Please work out how many lines in the entries contain "filename", then give that number with nothing added.

━━━

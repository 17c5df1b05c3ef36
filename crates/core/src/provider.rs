//! Seam between the pipeline and the outbound generation platform.
//!
//! The pipeline only ever talks to a [`GenerationProvider`] and a
//! [`TokenSource`]; the HTTP implementation lives in `genrelay-vertex`.

use async_trait::async_trait;

use crate::catalog::GenerationSpec;
use crate::job::OperationHandle;
use crate::types::BearerToken;

/// Media returned by the provider, before materialization.
#[derive(Debug, Clone, PartialEq, Eq)]
pub enum GeneratedMedia {
    /// Base64 payload carried in the response body.
    Inline { data_base64: String, mime_type: String },
    /// Reference to remote storage (e.g. a `gs://` URI).
    Remote { uri: String },
    /// The response carried nothing usable.
    Missing,
}

/// Result of polling a long-running operation.
#[derive(Debug, Clone, PartialEq, Eq)]
pub enum OperationStatus {
    Pending,
    Done(GeneratedMedia),
    /// The operation finished with a provider-side error.
    Failed(String),
}

/// Errors from the outbound provider.
#[derive(Debug, Clone, PartialEq, Eq, thiserror::Error)]
pub enum ProviderError {
    /// The request never produced a response (network, DNS, TLS, ...).
    #[error("Transport failure: {0}")]
    Transport(String),

    /// The provider rejected the credential.
    #[error("Credential rejected ({status}): {body}")]
    Unauthorized { status: u16, body: String },

    /// The provider returned a non-2xx status.
    #[error("Provider API error ({status}): {body}")]
    Api { status: u16, body: String },

    /// The response could not be understood.
    #[error("Protocol error: {0}")]
    Protocol(String),
}

impl ProviderError {
    /// Whether retrying the same call later may succeed.
    ///
    /// Transport failures, rate limiting and 5xx responses are retryable;
    /// everything else is a hard fault.
    pub fn is_retryable(&self) -> bool {
        match self {
            Self::Transport(_) => true,
            Self::Api { status, .. } => *status == 429 || *status >= 500,
            Self::Unauthorized { .. } | Self::Protocol(_) => false,
        }
    }
}

/// Outbound generation platform.
#[async_trait]
pub trait GenerationProvider: Send + Sync {
    /// Run a synchronous image generation call.
    async fn generate_image(
        &self,
        token: &BearerToken,
        spec: &GenerationSpec,
    ) -> Result<GeneratedMedia, ProviderError>;

    /// Start a long-running video generation and return its handle.
    async fn start_video(
        &self,
        token: &BearerToken,
        spec: &GenerationSpec,
    ) -> Result<OperationHandle, ProviderError>;

    /// Query the state of a long-running operation started for `model_id`.
    async fn poll_operation(
        &self,
        token: &BearerToken,
        model_id: &str,
        handle: &OperationHandle,
    ) -> Result<OperationStatus, ProviderError>;
}

/// Error returned when no credential can be obtained.
#[derive(Debug, Clone, PartialEq, Eq, thiserror::Error)]
#[error("Credential unavailable: {0}")]
pub struct CredentialError(pub String);

/// Supplies bearer credentials for provider calls.
#[async_trait]
pub trait TokenSource: Send + Sync {
    async fn access_token(&self) -> Result<BearerToken, CredentialError>;
}

/// A fixed, pre-issued token.
pub struct StaticTokenSource {
    token: BearerToken,
}

impl StaticTokenSource {
    pub fn new(token: impl Into<String>) -> Self {
        Self {
            token: BearerToken::new(token),
        }
    }
}

#[async_trait]
impl TokenSource for StaticTokenSource {
    async fn access_token(&self) -> Result<BearerToken, CredentialError> {
        Ok(self.token.clone())
    }
}
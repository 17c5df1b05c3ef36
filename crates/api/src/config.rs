use std::path::PathBuf;
use std::str::FromStr;
use std::time::Duration;

use genrelay_pipeline::PollConfig;

/// Server configuration loaded from environment variables.
///
/// All fields have sensible defaults suitable for local development.
/// Provider settings (project, location, credentials) are loaded separately
/// by `genrelay_vertex`.
#[derive(Debug, Clone)]
pub struct ServerConfig {
    /// Bind address (default: `0.0.0.0`).
    pub host: String,
    /// Bind port (default: `8000`).
    pub port: u16,
    /// Allowed CORS origins, parsed from comma-separated `CORS_ORIGINS` env var.
    pub cors_origins: Vec<String>,
    /// HTTP request timeout in seconds (default: `120`).
    ///
    /// Image generation is synchronous, so this has to cover a full provider
    /// round trip.
    pub request_timeout_secs: u64,
    /// Total time shutdown waits for pollers to record their final state.
    pub shutdown_timeout_secs: u64,
    /// Directory where generated media is written.
    pub media_dir: PathBuf,
    /// Age after which finished jobs and their files are purged.
    pub media_retention_hours: i64,
    pub media_cleanup_interval_secs: u64,
    pub poll_interval_secs: u64,
    pub poll_max_attempts: u32,
    pub poll_backoff_multiplier: f64,
    pub poll_max_interval_secs: u64,
    pub poll_transient_retries: u32,
}

impl ServerConfig {
    /// Load configuration from environment variables with defaults.
    ///
    /// | Env Var                       | Default                  |
    /// |-------------------------------|--------------------------|
    /// | `HOST`                        | `0.0.0.0`                |
    /// | `PORT`                        | `8000`                   |
    /// | `CORS_ORIGINS`                | `http://localhost:5173`  |
    /// | `REQUEST_TIMEOUT_SECS`        | `120`                    |
    /// | `SHUTDOWN_TIMEOUT_SECS`       | `30`                     |
    /// | `MEDIA_DIR`                   | `<tmp>/genrelay-media`   |
    /// | `MEDIA_RETENTION_HOURS`       | `24`                     |
    /// | `MEDIA_CLEANUP_INTERVAL_SECS` | `3600`                   |
    /// | `POLL_INTERVAL_SECS`          | `15`                     |
    /// | `POLL_MAX_ATTEMPTS`           | `30`                     |
    /// | `POLL_BACKOFF_MULTIPLIER`     | `1.0`                    |
    /// | `POLL_MAX_INTERVAL_SECS`      | `120`                    |
    /// | `POLL_TRANSIENT_RETRIES`      | `0`                      |
    ///
    /// Panics on unparsable values so misconfiguration fails at startup.
    pub fn from_env() -> Self {
        let host = std::env::var("HOST").unwrap_or_else(|_| "0.0.0.0".into());

        let cors_origins: Vec<String> = std::env::var("CORS_ORIGINS")
            .unwrap_or_else(|_| "http://localhost:5173".into())
            .split(',')
            .map(|s| s.trim().to_string())
            .filter(|s| !s.is_empty())
            .collect();

        let media_dir = std::env::var("MEDIA_DIR")
            .map(PathBuf::from)
            .unwrap_or_else(|_| std::env::temp_dir().join("genrelay-media"));

        let config = Self {
            host,
            port: env_or("PORT", 8000),
            cors_origins,
            request_timeout_secs: env_or("REQUEST_TIMEOUT_SECS", 120),
            shutdown_timeout_secs: env_or("SHUTDOWN_TIMEOUT_SECS", 30),
            media_dir,
            media_retention_hours: env_or("MEDIA_RETENTION_HOURS", 24),
            media_cleanup_interval_secs: env_or("MEDIA_CLEANUP_INTERVAL_SECS", 3600),
            poll_interval_secs: env_or("POLL_INTERVAL_SECS", 15),
            poll_max_attempts: env_or("POLL_MAX_ATTEMPTS", 30),
            poll_backoff_multiplier: env_or("POLL_BACKOFF_MULTIPLIER", 1.0),
            poll_max_interval_secs: env_or("POLL_MAX_INTERVAL_SECS", 120),
            poll_transient_retries: env_or("POLL_TRANSIENT_RETRIES", 0),
        };

        if let Err(e) = config.media_retention() {
            panic!("{e}");
        }
        config
    }

    /// Retention window for finished jobs.
    ///
    /// Fails for negative hours and for values `chrono` cannot represent.
    pub fn media_retention(&self) -> Result<chrono::Duration, String> {
        let hours = self.media_retention_hours;
        if hours < 0 {
            return Err(format!("MEDIA_RETENTION_HOURS must not be negative, got {hours}"));
        }
        chrono::Duration::try_hours(hours)
            .ok_or_else(|| format!("MEDIA_RETENTION_HOURS is out of range: {hours}"))
    }

    /// Polling parameters for the operation poller.
    pub fn poll_config(&self) -> PollConfig {
        PollConfig {
            interval: Duration::from_secs(self.poll_interval_secs),
            max_attempts: self.poll_max_attempts.max(1),
            backoff_multiplier: self.poll_backoff_multiplier,
            max_interval: Duration::from_secs(self.poll_max_interval_secs),
            transient_retries: self.poll_transient_retries,
        }
    }

    pub fn shutdown_timeout(&self) -> Duration {
        Duration::from_secs(self.shutdown_timeout_secs)
    }
}

fn env_or<T>(key: &str, default: T) -> T
where
    T: FromStr,
    T::Err: std::fmt::Display,
{
    match std::env::var(key) {
        Ok(raw) => raw
            .trim()
            .parse()
            .unwrap_or_else(|e| panic!("{key} has an invalid value '{raw}': {e}")),
        Err(_) => default,
    }
}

━━━

- RESPONSE AREA -
2